ASSIGNMENT:
Would you please return the lines of the material that contain the word "Item"?

INFORMATION SHOWN:
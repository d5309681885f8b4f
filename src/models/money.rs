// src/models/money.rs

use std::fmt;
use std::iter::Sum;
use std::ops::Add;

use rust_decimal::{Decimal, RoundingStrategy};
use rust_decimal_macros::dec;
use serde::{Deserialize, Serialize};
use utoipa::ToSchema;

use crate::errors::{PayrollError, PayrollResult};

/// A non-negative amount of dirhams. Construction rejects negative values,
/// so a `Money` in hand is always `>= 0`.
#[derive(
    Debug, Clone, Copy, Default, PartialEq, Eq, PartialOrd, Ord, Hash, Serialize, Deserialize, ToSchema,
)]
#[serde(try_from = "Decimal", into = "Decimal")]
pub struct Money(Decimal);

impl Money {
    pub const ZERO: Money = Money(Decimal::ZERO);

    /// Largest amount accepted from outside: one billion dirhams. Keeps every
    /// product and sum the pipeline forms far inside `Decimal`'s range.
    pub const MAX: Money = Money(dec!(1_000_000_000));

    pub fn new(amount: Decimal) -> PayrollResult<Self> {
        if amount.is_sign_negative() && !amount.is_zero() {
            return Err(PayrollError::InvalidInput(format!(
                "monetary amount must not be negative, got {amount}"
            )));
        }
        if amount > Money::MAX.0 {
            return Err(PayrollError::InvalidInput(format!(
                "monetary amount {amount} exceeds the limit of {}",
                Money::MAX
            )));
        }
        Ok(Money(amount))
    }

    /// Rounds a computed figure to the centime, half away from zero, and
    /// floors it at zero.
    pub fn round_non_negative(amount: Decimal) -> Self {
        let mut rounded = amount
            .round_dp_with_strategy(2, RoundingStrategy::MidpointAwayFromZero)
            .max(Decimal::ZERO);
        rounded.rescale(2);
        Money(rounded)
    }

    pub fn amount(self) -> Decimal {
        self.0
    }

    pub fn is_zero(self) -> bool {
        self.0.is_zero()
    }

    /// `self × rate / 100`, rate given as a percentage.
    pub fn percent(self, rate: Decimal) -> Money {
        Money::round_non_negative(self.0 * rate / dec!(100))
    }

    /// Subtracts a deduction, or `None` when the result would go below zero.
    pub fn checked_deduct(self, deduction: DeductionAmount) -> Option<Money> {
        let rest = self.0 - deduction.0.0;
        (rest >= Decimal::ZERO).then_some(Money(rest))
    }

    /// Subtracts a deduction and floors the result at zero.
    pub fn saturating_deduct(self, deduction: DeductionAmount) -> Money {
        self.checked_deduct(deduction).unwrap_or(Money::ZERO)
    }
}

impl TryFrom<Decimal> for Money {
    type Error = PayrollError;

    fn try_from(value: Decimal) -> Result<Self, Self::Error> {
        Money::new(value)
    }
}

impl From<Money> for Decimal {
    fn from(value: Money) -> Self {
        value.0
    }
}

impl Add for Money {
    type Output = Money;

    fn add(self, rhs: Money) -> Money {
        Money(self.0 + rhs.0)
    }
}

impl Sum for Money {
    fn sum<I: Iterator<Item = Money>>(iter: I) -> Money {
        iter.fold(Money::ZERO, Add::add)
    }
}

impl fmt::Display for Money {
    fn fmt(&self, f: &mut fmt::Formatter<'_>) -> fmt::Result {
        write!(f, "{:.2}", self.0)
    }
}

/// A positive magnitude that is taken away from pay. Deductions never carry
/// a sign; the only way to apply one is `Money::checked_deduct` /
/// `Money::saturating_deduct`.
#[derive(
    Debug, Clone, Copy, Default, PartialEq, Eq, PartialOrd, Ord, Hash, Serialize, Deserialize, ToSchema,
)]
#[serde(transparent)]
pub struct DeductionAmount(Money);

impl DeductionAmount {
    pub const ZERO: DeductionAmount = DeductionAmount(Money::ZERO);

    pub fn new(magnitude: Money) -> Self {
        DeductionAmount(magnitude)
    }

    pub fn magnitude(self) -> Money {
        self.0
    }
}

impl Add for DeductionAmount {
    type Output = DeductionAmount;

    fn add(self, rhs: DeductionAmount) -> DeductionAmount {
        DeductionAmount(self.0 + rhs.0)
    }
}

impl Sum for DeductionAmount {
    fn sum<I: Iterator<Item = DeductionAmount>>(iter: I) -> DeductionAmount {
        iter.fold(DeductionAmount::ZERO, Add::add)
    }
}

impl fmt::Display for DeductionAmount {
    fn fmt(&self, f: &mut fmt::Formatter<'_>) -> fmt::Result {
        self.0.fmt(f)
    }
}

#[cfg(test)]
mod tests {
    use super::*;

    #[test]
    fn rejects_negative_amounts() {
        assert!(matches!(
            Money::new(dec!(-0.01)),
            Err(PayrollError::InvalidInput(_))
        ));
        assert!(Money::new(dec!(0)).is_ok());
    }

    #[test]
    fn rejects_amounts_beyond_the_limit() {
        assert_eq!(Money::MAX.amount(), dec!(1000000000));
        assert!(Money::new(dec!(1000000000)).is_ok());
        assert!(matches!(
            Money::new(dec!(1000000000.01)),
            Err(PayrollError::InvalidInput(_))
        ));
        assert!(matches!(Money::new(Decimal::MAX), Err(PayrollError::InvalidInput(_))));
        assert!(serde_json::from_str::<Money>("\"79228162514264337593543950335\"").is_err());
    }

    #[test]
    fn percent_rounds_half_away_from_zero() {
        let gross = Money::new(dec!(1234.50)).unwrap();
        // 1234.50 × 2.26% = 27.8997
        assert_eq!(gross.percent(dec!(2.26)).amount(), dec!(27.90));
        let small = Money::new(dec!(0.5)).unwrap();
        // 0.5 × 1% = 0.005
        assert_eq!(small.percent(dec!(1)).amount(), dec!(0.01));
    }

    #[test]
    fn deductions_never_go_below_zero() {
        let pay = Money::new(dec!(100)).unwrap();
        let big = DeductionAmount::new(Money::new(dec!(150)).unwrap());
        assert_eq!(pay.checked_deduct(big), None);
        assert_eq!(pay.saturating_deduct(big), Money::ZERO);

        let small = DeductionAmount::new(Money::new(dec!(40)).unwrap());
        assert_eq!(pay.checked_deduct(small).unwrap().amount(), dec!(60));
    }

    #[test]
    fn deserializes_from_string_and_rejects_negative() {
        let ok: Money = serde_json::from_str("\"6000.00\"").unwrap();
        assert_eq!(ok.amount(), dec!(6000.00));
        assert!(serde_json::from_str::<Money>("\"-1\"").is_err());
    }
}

SOLUTION FOR THIS TASK:
    fn sum<I: Iterator<Item = Money>>(iter: I) -> Money {
    fn sum<I: Iterator<Item = DeductionAmount>>(iter: I) -> DeductionAmount {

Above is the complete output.